As it turns out, Hatfield’s father’s career path inspired more than one of his sons, and Hatfield eventually started a primary care practice with his brothers. Their practice grew to nine clinics and 35 providers in the East Valley of Arizona. But something wasn’t sitting right with Hatfield about how the practice was getting compensated for care. At the time, the practice was compensated for the quantity of healthcare services provided, a traditional fee-for-service model, where providers are paid for each service they provide.

“I knew the path that we were on in primary care and my medical group was not sustainable,” Hatfield says. “We couldn't continue to see high visit volumes and deliver quality.”
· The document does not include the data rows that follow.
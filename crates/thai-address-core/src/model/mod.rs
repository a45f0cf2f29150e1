// crates/thai-address-core/src/model/mod.rs
pub mod convert;
pub mod flat;
pub mod hit;
pub mod raw;
pub mod search;

pub use flat::{AddressDb, District, Province, SubDistrict, SubDistrictContext};
pub use hit::{AddressHit, HitField, HitKey, PLACEHOLDER};
pub use search::SearchParams;

#[cfg(not(feature = "compact"))]
pub const CACHE_SUFFIX: &str = "bin";
#[cfg(feature = "compact")]
pub const CACHE_SUFFIX: &str = "comp.bin";
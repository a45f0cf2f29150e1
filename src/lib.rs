//! Workspace umbrella crate: re-exports `thai-address-core` for the demos.

pub use thai_address_core::*;
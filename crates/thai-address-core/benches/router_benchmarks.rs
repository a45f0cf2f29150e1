use std::hint::black_box;
use std::sync::Arc;

use criterion::{criterion_group, criterion_main, Criterion};
use futures::executor::block_on;
use thai_address_core::{AddressDb, AddressSearch, Locale, QueryRouter, ThaiAddressProvider};

fn bench_lookups(c: &mut Criterion) {
    let db = AddressDb::load().expect("embedded dataset");

    c.bench_function("find_by_postal_code", |b| {
        b.iter(|| db.find_by_postal_code(black_box("10330"), Locale::Thai))
    });

    c.bench_function("autocomplete_thai", |b| {
        b.iter(|| db.autocomplete(black_box("บางรัก"), 20, Locale::Thai))
    });

    c.bench_function("autocomplete_latin", |b| {
        b.iter(|| db.autocomplete(black_box("chiang"), 20, Locale::Thai))
    });
}

fn bench_router(c: &mut Criterion) {
    let db = AddressDb::load().expect("embedded dataset");
    let router = QueryRouter::new(Arc::new(ThaiAddressProvider::from_db(db, Locale::Thai)));

    for (name, query) in [
        ("route_postal_code", "10330"),
        ("route_compound", "บางรัก"),
        ("route_fallback", "ก"),
    ] {
        c.bench_function(name, |b| {
            b.iter(|| block_on(router.route(black_box(query), true)))
        });
    }
}

criterion_group!(benches, bench_lookups, bench_router);
criterion_main!(benches);
// crates/thai-address-core/src/session.rs

//! # Search Session
//!
//! The stateful controller a front-end drives: it tracks whether the
//! provider finished loading, routes each submission, and publishes the
//! newest result set.
//!
//! Shared state is limited to
//! - a readiness flag that goes from `false` to `true` once,
//! - a generation counter stamping each submission,
//! - the latest published [`SearchView`].
//!
//! A submission that finishes after a newer one has already published is
//! returned to its caller but never published (last write wins).

use std::future::Future;
use std::sync::atomic::{AtomicBool, AtomicU64, Ordering};
use std::sync::{Arc, Mutex, MutexGuard, PoisonError};

use crate::error::SearchError;
use crate::model::AddressHit;
use crate::router::{QueryRouter, RouterConfig};
use crate::traits::AddressProvider;

/// Status line shown when a search succeeds with no hits.
pub const NO_RESULTS_MESSAGE: &str = "ไม่พบผลลัพธ์";

#[derive(Debug, Clone, Default, PartialEq, Eq)]
pub enum SearchStatus {
    /// Nothing submitted yet.
    #[default]
    Idle,
    Found(usize),
    NoResults,
    Failed(SearchError),
}

impl SearchStatus {
    /// The Thai status line for this state, if one is shown.
    pub fn message(&self) -> Option<&'static str> {
        match self {
            SearchStatus::Idle | SearchStatus::Found(_) => None,
            SearchStatus::NoResults => Some(NO_RESULTS_MESSAGE),
            SearchStatus::Failed(err) => Some(err.user_message()),
        }
    }

    pub fn as_str(&self) -> &'static str {
        match self {
            SearchStatus::Idle => "idle",
            SearchStatus::Found(_) => "found",
            SearchStatus::NoResults => "no_results",
            SearchStatus::Failed(_) => "failed",
        }
    }

    pub fn is_failure(&self) -> bool {
        matches!(self, SearchStatus::Failed(_))
    }
}

/// What the front-end renders after a submission.
#[derive(Debug, Clone, Default, PartialEq, Eq)]
pub struct SearchView {
    pub query: String,
    pub status: SearchStatus,
    /// Always empty when `status` is a failure.
    pub hits: Vec<AddressHit>,
}

impl SearchView {
    fn from_outcome(query: String, outcome: Result<Vec<AddressHit>, SearchError>) -> Self {
        match outcome {
            Ok(hits) if hits.is_empty() => Self {
                query,
                status: SearchStatus::NoResults,
                hits,
            },
            Ok(hits) => Self {
                query,
                status: SearchStatus::Found(hits.len()),
                hits,
            },
            Err(err) => Self {
                query,
                status: SearchStatus::Failed(err),
                hits: Vec::new(),
            },
        }
    }
}

#[derive(Debug, Default)]
struct Published {
    generation: u64,
    view: SearchView,
}

/// Front-end controller over a [`QueryRouter`].
///
/// ```rust
/// use thai_address_core::{SearchSession, SearchStatus, ThaiAddressProvider};
///
/// # futures::executor::block_on(async {
/// let session = SearchSession::new(ThaiAddressProvider::embedded());
/// session.initialize().await;
/// let view = session.submit("10330").await;
/// assert!(matches!(view.status, SearchStatus::Found(_)));
/// assert_eq!(session.view(), view);
/// # });
/// ```
#[derive(Debug)]
pub struct SearchSession<P> {
    router: QueryRouter<P>,
    ready: AtomicBool,
    init_failure: Mutex<Option<SearchError>>,
    generation: AtomicU64,
    published: Mutex<Published>,
}

impl<P: AddressProvider> SearchSession<P> {
    pub fn new(provider: P) -> Self {
        Self::with_router(QueryRouter::new(Arc::new(provider)))
    }

    pub fn with_config(provider: P, config: RouterConfig) -> Self {
        Self::with_router(QueryRouter::with_config(Arc::new(provider), config))
    }

    pub fn with_router(router: QueryRouter<P>) -> Self {
        let ready = router.provider().is_ready();
        Self {
            router,
            ready: AtomicBool::new(ready),
            init_failure: Mutex::new(None),
            generation: AtomicU64::new(0),
            published: Mutex::new(Published::default()),
        }
    }

    pub fn provider(&self) -> &P {
        self.router.provider()
    }

    pub fn is_ready(&self) -> bool {
        self.ready.load(Ordering::Acquire)
    }

    /// Load the provider's data. Returns the readiness after the attempt.
    ///
    /// A failure is published as [`SearchError::ProviderInitFailed`] and kept:
    /// later submissions report it instead of "still loading". The session
    /// never retries on its own.
    pub async fn initialize(&self) -> bool {
        if self.is_ready() {
            return true;
        }
        match self.router.provider().initialize().await {
            Ok(()) => {
                self.ready.store(true, Ordering::Release);
                tracing::info!("search session ready");
                true
            }
            Err(err) => {
                tracing::error!(error = %err, "address provider failed to initialize");
                let failure = SearchError::ProviderInitFailed(err.to_string());
                *lock(&self.init_failure) = Some(failure.clone());
                let generation = self.generation.fetch_add(1, Ordering::AcqRel) + 1;
                self.publish(
                    generation,
                    SearchView {
                        status: SearchStatus::Failed(failure),
                        ..SearchView::default()
                    },
                );
                false
            }
        }
    }

    /// Route `query` and publish the result unless a newer submission has
    /// already published.
    ///
    /// The generation number is taken when this method is called, not when
    /// the returned future is first polled.
    pub fn submit(&self, query: &str) -> impl Future<Output = SearchView> + Send + '_ {
        let generation = self.generation.fetch_add(1, Ordering::AcqRel) + 1;
        let query = query.trim().to_owned();
        let ready = self.is_ready();

        async move {
            let outcome = match self.router.route(&query, ready).await {
                Err(SearchError::ProviderNotInitialized) => {
                    Err(lock(&self.init_failure).clone().unwrap_or(SearchError::ProviderNotInitialized))
                }
                other => other,
            };
            let view = SearchView::from_outcome(query, outcome);
            self.publish(generation, view.clone());
            view
        }
    }

    /// The latest published view.
    pub fn view(&self) -> SearchView {
        lock(&self.published).view.clone()
    }

    fn publish(&self, generation: u64, view: SearchView) {
        let mut published = lock(&self.published);
        if generation < published.generation {
            tracing::debug!(generation, newest = published.generation, "dropping stale view");
            return;
        }
        published.generation = generation;
        published.view = view;
    }
}

// The guarded values are plain data, so a poisoned lock is still usable.
fn lock<T>(mutex: &Mutex<T>) -> MutexGuard<'_, T> {
    mutex.lock().unwrap_or_else(PoisonError::into_inner)
}
// crates/thai-address-core/src/model/convert.rs
use super::flat::{AddressDb, District, Province, SubDistrict};
use super::raw::ProvinceRaw;
use crate::error::{AddressError, Result};

fn clean(s: Option<String>) -> Option<String> {
    s.map(|v| v.trim().to_string()).filter(|v| !v.is_empty())
}

fn required(name: &str, what: &str) -> Result<String> {
    let name = name.trim();
    if name.is_empty() {
        return Err(AddressError::InvalidData(format!("{what} with empty name")));
    }
    Ok(name.to_string())
}

fn id16(len: usize, what: &str) -> Result<u16> {
    u16::try_from(len).map_err(|_| AddressError::InvalidData(format!("too many {what}")))
}

fn id32(len: usize) -> Result<u32> {
    u32::try_from(len).map_err(|_| AddressError::InvalidData("too many sub-districts".into()))
}

/// **Standard Converter:** Raw tree -> Flat.
///
/// Names are trimmed; blank optional fields become `None`. A blank Thai name
/// at any level is rejected.
pub fn from_raw(raw_provinces: Vec<ProvinceRaw>) -> Result<AddressDb> {
    let mut db = AddressDb::default();

    for p_raw in raw_provinces {
        let p_id = id16(db.provinces.len(), "provinces")?;
        let district_start = id16(db.districts.len(), "districts")?;
        let p_sub_start = id32(db.sub_districts.len())?;
        let p_name = required(&p_raw.name_th, "province")?;

        for d_raw in p_raw.districts {
            let d_id = id16(db.districts.len(), "districts")?;
            let d_sub_start = id32(db.sub_districts.len())?;
            let d_name = required(&d_raw.name_th, "district")?;

            for s_raw in d_raw.sub_districts {
                db.sub_districts.push(SubDistrict {
                    province_id: p_id,
                    district_id: d_id,
                    name_th: required(&s_raw.name_th, "sub-district")?,
                    name_en: clean(s_raw.name_en),
                    postal_code: clean(s_raw.postal_code),
                });
            }

            db.districts.push(District {
                id: d_id,
                province_id: p_id,
                name_th: d_name,
                name_en: clean(d_raw.name_en),
                sub_districts_range: d_sub_start..id32(db.sub_districts.len())?,
            });
        }

        db.provinces.push(Province {
            id: p_id,
            name_th: p_name,
            name_en: clean(p_raw.name_en),
            districts_range: district_start..id16(db.districts.len(), "districts")?,
            sub_districts_range: p_sub_start..id32(db.sub_districts.len())?,
        });
    }

    Ok(db)
}

#[cfg(test)]
mod tests {
    use super::*;
    use crate::model::raw::ProvincesRaw;

    fn parse(json: &str) -> Result<AddressDb> {
        let raw: ProvincesRaw = serde_json::from_str(json)?;
        from_raw(raw)
    }

    #[test]
    fn flattens_tree_with_ranges() {
        let db = parse(
            r#"[
              {"name_th": "ก", "districts": [
                {"name_th": "ข", "sub_districts": [
                  {"name_th": "ค", "postal_code": "10000"},
                  {"name_th": "ง", "postal_code": " "}
                ]},
                {"name_th": "จ", "sub_districts": [{"name_th": "ฉ"}]}
              ]},
              {"name_th": "ช", "name_en": " Cho ", "districts": []}
            ]"#,
        )
        .unwrap();

        assert_eq!(db.provinces.len(), 2);
        assert_eq!(db.districts.len(), 2);
        assert_eq!(db.sub_districts.len(), 3);
        assert_eq!(db.provinces[0].districts_range, 0..2);
        assert_eq!(db.provinces[0].sub_districts_range, 0..3);
        assert_eq!(db.districts[1].sub_districts_range, 2..3);
        assert_eq!(db.sub_districts[2].district_id, 1);
        assert_eq!(db.sub_districts[1].postal_code, None);
        assert_eq!(db.provinces[1].name_en.as_deref(), Some("Cho"));
        assert!(db.provinces[1].districts_range.is_empty());
    }

    #[test]
    fn blank_names_are_rejected() {
        let err = parse(r#"[{"name_th": "  ", "districts": []}]"#).unwrap_err();
        assert!(matches!(err, AddressError::InvalidData(_)));
    }
}
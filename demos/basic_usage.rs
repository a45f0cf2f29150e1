//! Basic usage example for thai-address-rs
//!
//! This example demonstrates how to:
//! - Load the embedded Thai address dataset
//! - Look up postal codes, provinces and districts
//! - Route free-text queries the way the search box does

use std::sync::Arc;

use thai_address_rs::prelude::*;

#[tokio::main]
async fn main() -> Result<()> {
    println!("=== Thai Address Basic Usage Example ===\n");

    println!("Loading address database...");
    let provider = ThaiAddressProvider::embedded();
    provider.initialize().await?;
    if let Some(stats) = provider.stats() {
        println!(
            "✓ Loaded {} provinces, {} districts, {} sub-districts\n",
            stats.provinces, stats.districts, stats.sub_districts
        );
    }

    // Example 1: Postal code
    println!("--- Example 1: Lookup by postal code ---");
    for hit in provider.lookup_by_postal_code("10330").await? {
        println!("- {}", hit.display_line());
    }
    println!();

    // Example 2: Province
    println!("--- Example 2: Sub-districts of a province ---");
    let phuket = provider.lookup_by_province("ภูเก็ต").await?;
    println!("ภูเก็ต: {} sub-districts", phuket.len());
    for hit in phuket.iter().take(3) {
        println!("- {}", hit.display_line());
    }
    println!();

    // Example 3: Autocomplete
    println!("--- Example 3: Autocomplete 'chiang' (top 5) ---");
    for hit in provider.autocomplete("chiang", 5).await? {
        println!("- {}", hit.display_line());
    }
    println!();

    // Example 4: Routed queries
    println!("--- Example 4: Routed queries ---");
    let router = QueryRouter::new(Arc::new(provider));
    for query in ["กรุงเทพ", "10330", "บางรัก", "เชียงใหม่", "ลาดพร้าว"] {
        let kind = QueryKind::classify(query).map(|k| k.as_str()).unwrap_or("empty");
        match router.route(query, true).await {
            Ok(hits) => println!("{query} [{kind}]: {} hits", hits.len()),
            Err(e) => println!("{query} [{kind}]: {}", e.user_message()),
        }
    }

    Ok(())
}
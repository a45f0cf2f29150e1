//! Syntactic classification of a search query.

use crate::error::SearchError;
use crate::text::{char_len, is_postal_code};

/// The three query shapes the router knows how to answer.
#[derive(Debug, Clone, Copy, PartialEq, Eq, Hash)]
pub enum QueryKind {
    /// Exactly five ASCII digits.
    PostalCode,
    /// Two or more characters that are not a postal code.
    Compound,
    /// A single UTF-16 unit.
    Fallback,
}

impl QueryKind {
    /// Classify an already-trimmed query.
    ///
    /// Rules are checked in priority order: postal code, then length ≥ 2,
    /// then the single-character fallback.
    ///
    /// ```rust
    /// use thai_address_core::router::QueryKind;
    ///
    /// assert_eq!(QueryKind::classify("10330"), Ok(QueryKind::PostalCode));
    /// assert_eq!(QueryKind::classify("บางรัก"), Ok(QueryKind::Compound));
    /// assert_eq!(QueryKind::classify("ก"), Ok(QueryKind::Fallback));
    /// assert!(QueryKind::classify("").is_err());
    /// ```
    pub fn classify(query: &str) -> Result<QueryKind, SearchError> {
        if query.is_empty() {
            Err(SearchError::EmptyQuery)
        } else if is_postal_code(query) {
            Ok(QueryKind::PostalCode)
        } else if char_len(query) >= 2 {
            Ok(QueryKind::Compound)
        } else {
            Ok(QueryKind::Fallback)
        }
    }

    pub fn as_str(&self) -> &'static str {
        match self {
            QueryKind::PostalCode => "postal_code",
            QueryKind::Compound => "compound",
            QueryKind::Fallback => "fallback",
        }
    }
}

#[cfg(test)]
mod tests {
    use super::*;

    #[test]
    fn numeric_strings_other_than_five_digits_are_compound() {
        assert_eq!(QueryKind::classify("1033"), Ok(QueryKind::Compound));
        assert_eq!(QueryKind::classify("103300"), Ok(QueryKind::Compound));
        assert_eq!(QueryKind::classify("10"), Ok(QueryKind::Compound));
    }

    #[test]
    fn single_digit_is_fallback() {
        assert_eq!(QueryKind::classify("5"), Ok(QueryKind::Fallback));
    }

    #[test]
    fn five_non_digits_are_compound() {
        assert_eq!(QueryKind::classify("Bang1"), Ok(QueryKind::Compound));
        assert_eq!(QueryKind::classify("๑๐๓๓๐"), Ok(QueryKind::Compound));
    }

    #[test]
    fn astral_character_counts_as_two_units() {
        assert_eq!(QueryKind::classify("😀"), Ok(QueryKind::Compound));
    }

    #[test]
    fn length_counts_characters_not_bytes() {
        // one Thai letter is three UTF-8 bytes
        assert_eq!(QueryKind::classify("ข"), Ok(QueryKind::Fallback));
    }
}
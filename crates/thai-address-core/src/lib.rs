// crates/thai-address-core/src/lib.rs

//! Thai administrative address lookup.
//!
//! - [`AddressDb`]: flat in-memory dataset (provinces → districts →
//!   sub-districts with postal codes), loaded from JSON or a binary cache.
//! - [`ThaiAddressProvider`]: the [`AddressProvider`] over that dataset.
//! - [`QueryRouter`]: turns one free-text query into provider calls and a
//!   de-duplicated hit list.
//! - [`SearchSession`]: readiness tracking and last-write-wins publication
//!   for front-ends.

pub mod common;
pub mod error;
pub mod loader; // I/O + caches
pub mod model;
pub mod prelude;
pub mod provider;
pub mod router; // query classification + merge
pub mod session;
pub mod text;
pub mod traits;

// Re-exports
pub use crate::common::{DbStats, Locale};
pub use crate::error::{AddressError, Result, SearchError};
pub use crate::model::{AddressDb, AddressHit, District, HitField, Province, SearchParams, SubDistrict};
pub use crate::provider::{DataSource, ProviderConfig, ProviderConfigBuilder, ThaiAddressProvider};
pub use crate::router::{deduplicate, QueryKind, QueryRouter, RouterConfig, DEFAULT_AUTOCOMPLETE_LIMIT};
pub use crate::session::{SearchSession, SearchStatus, SearchView};
// Traits must be in scope for the lookup methods
pub use crate::traits::{AddressProvider, AddressSearch, NameMatch};
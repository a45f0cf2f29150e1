// crates/thai-address-core/src/traits.rs
use crate::common::{DbStats, Locale};
use crate::error::Result;
use crate::model::flat::{District, Province, SubDistrict};
use crate::model::{AddressHit, SearchParams};
use crate::text::{fold_key, MatchRank, QueryText};
use std::future::Future;

/// Name-based matching helpers for administrative units that carry a Thai
/// name and, usually, a romanized one.
///
/// Implementors provide the two names; the trait supplies ranking:
/// - the Thai name is compared literally against the trimmed query;
/// - the English name is compared after [`fold_key`], and only for queries
///   that contain no Thai script (see [`QueryText`]).
///
/// # Examples
/// ```rust
/// use thai_address_core::text::{MatchRank, QueryText};
/// use thai_address_core::traits::NameMatch;
///
/// struct Place(&'static str, &'static str);
/// impl NameMatch for Place {
///     fn name_th(&self) -> &str { self.0 }
///     fn name_en(&self) -> Option<&str> { Some(self.1) }
/// }
///
/// let p = Place("บางรัก", "Bang Rak");
/// assert_eq!(p.match_rank(&QueryText::new("บางรัก")), Some(MatchRank::Exact));
/// assert_eq!(p.match_rank(&QueryText::new("bangr")), Some(MatchRank::Prefix));
/// assert!(!p.name_matches(&QueryText::new("สีลม")));
/// ```
pub trait NameMatch {
    fn name_th(&self) -> &str;
    fn name_en(&self) -> Option<&str>;

    /// Best rank over both names, or `None` if neither matches.
    fn match_rank(&self, q: &QueryText) -> Option<MatchRank> {
        if q.is_empty() {
            return None;
        }
        let thai = MatchRank::of(self.name_th(), q.raw());
        let english = match (self.name_en(), q.folded()) {
            (Some(en), Some(fq)) => MatchRank::of(&fold_key(en), fq),
            _ => None,
        };
        thai.max(english)
    }

    #[inline]
    fn name_matches(&self, q: &QueryText) -> bool {
        self.match_rank(q).is_some()
    }
}

impl NameMatch for Province {
    fn name_th(&self) -> &str {
        &self.name_th
    }
    fn name_en(&self) -> Option<&str> {
        self.name_en.as_deref()
    }
}

impl NameMatch for District {
    fn name_th(&self) -> &str {
        &self.name_th
    }
    fn name_en(&self) -> Option<&str> {
        self.name_en.as_deref()
    }
}

impl NameMatch for SubDistrict {
    fn name_th(&self) -> &str {
        &self.name_th
    }
    fn name_en(&self) -> Option<&str> {
        self.name_en.as_deref()
    }
}

/// Synchronous lookups over a loaded database.
///
/// Every operation returns hits in dataset order unless stated otherwise,
/// rendered in `locale`.
pub trait AddressSearch {
    fn stats(&self) -> DbStats;

    /// Sub-districts whose postal code equals `code` (trimmed).
    fn find_by_postal_code(&self, code: &str, locale: Locale) -> Vec<AddressHit>;

    /// Every sub-district of every province whose name matches `text`.
    fn find_by_province(&self, text: &str, locale: Locale) -> Vec<AddressHit>;

    /// Every sub-district of every district whose name matches `text`.
    fn find_by_district(&self, text: &str, locale: Locale) -> Vec<AddressHit>;

    /// Sub-districts satisfying every criterion set in `params`.
    fn search(&self, params: &SearchParams, locale: Locale) -> Vec<AddressHit>;

    /// Ranked completion over sub-districts, best first, at most `limit`.
    fn autocomplete(&self, query: &str, limit: usize, locale: Locale) -> Vec<AddressHit>;
}

/// The capability the query router is written against.
///
/// `initialize` must complete successfully before the query operations
/// return meaningful results. All query operations are side-effect-free
/// reads; their futures are `Send` so a caller may await several at once.
pub trait AddressProvider: Send + Sync {
    /// Load and index the address data. Calling it again after success is a no-op.
    fn initialize(&self) -> impl Future<Output = Result<()>> + Send;

    fn is_ready(&self) -> bool;

    fn lookup_by_postal_code(&self, code: &str)
        -> impl Future<Output = Result<Vec<AddressHit>>> + Send;

    fn lookup_by_province(&self, text: &str)
        -> impl Future<Output = Result<Vec<AddressHit>>> + Send;

    fn lookup_by_district(&self, text: &str)
        -> impl Future<Output = Result<Vec<AddressHit>>> + Send;

    fn search(&self, params: &SearchParams)
        -> impl Future<Output = Result<Vec<AddressHit>>> + Send;

    fn autocomplete(
        &self,
        query: &str,
        limit: usize,
    ) -> impl Future<Output = Result<Vec<AddressHit>>> + Send;
}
So, Hatfield pursued a master’s degree in medical management at the University of South Carolina, and while he was there, he had an “aha moment” when he learned about value-based care, which is where healthcare providers are compensated for patient outcomes.

“In other words, are you keeping folks out of the hospital? Are you helping folks stay well? It was really an epiphany moment,” Hatfield says. He knew in his bones that value-based care was the answer to transforming healthcare in his practice.
   

Transforming healthcare in America

Shifting to a value-based care model isn’t like flipping a switch; to at least get started, Hatfield says you need to have scale and put the right workflows in place. When he met the founders of VillageMD, he realized they were trying to do the same thing, and they joined forces.

“My goal, at the very least, was to transform healthcare in the greater metropolitan area of Phoenix,” Hatfield says.VillageMD had a much greater vision. They wanted to transform healthcare in America, and that's the mission we’re on now.”

So, how is VillageMD doing this? To start, they want to go where everybody is, Hatfield says.

“We want to take quality, compassionate care to every patient, every day in the communities we’re in,” he says. “And if we’re not in your community, we want to be in your community. Our focus is come one, come all.”

Reaching more people is the reason why VillageMD is so thrilled to partner with Walgreens, Hatfield says, because Walgreens has nearly 9,000 store locations nationwide. VillageMD has hundreds of Village Medical practices, and many are co-located alongside a Walgreens.

“Primary care should be visible and accessible, and the partnership with Walgreens has allowed us to be even more visible and accessible,” he says. “We want you to call us first, and we will navigate your healthcare.”
   

Caring for patients and their communities

The other important piece to making value-based care work, Hatfield says, is helping one patient at a time with prevention.

“You need to have those patient conversations around lifestyle changes, behavioral health and why certain tests or medications are necessary,” he says. “We also need to think about the social determinants of health that prevent a patient from accessing quality healthcare and we are trying to overcome those barriers at every turn.”

He spoke passionately about how Village Medical practices have banned the word “non-compliant.”

“Non-compliant is not a thing,” Hatfield says. “Say a guy named Joe, who’s sitting on a couch in El Paso, Texas, is not engaged in his healthcare. It’s not because he’s non-compliant; Joe just hasn't found his reason to live. He might not be too worried about his blood pressure if he doesn't know where his next meal is coming from, or he realizes he can't afford the next month’s rent.”

He says Village Medical tries to solve for social determinants of health in every community they serve.

“The secret sauce to primary care is having our patients know how much we care about them as individuals, as human beings,” Hatfield says. “And that’s how you tie together the dots of prevention. And if we do it one patient at a time, guess what, it spreads to the community that Village Medical is doing things differently.”

It's that personal care for the patient that can really make a difference—something Hatfield learned at a young age from his father.

“I got to witness firsthand what outstanding primary care looked like,” Hatfield says of his father. “At Village Medical, we’re putting the patient first and wrap around services that include care managers, social workers and clinical pharmacists, so we can give the patient a personal healthcare journey.”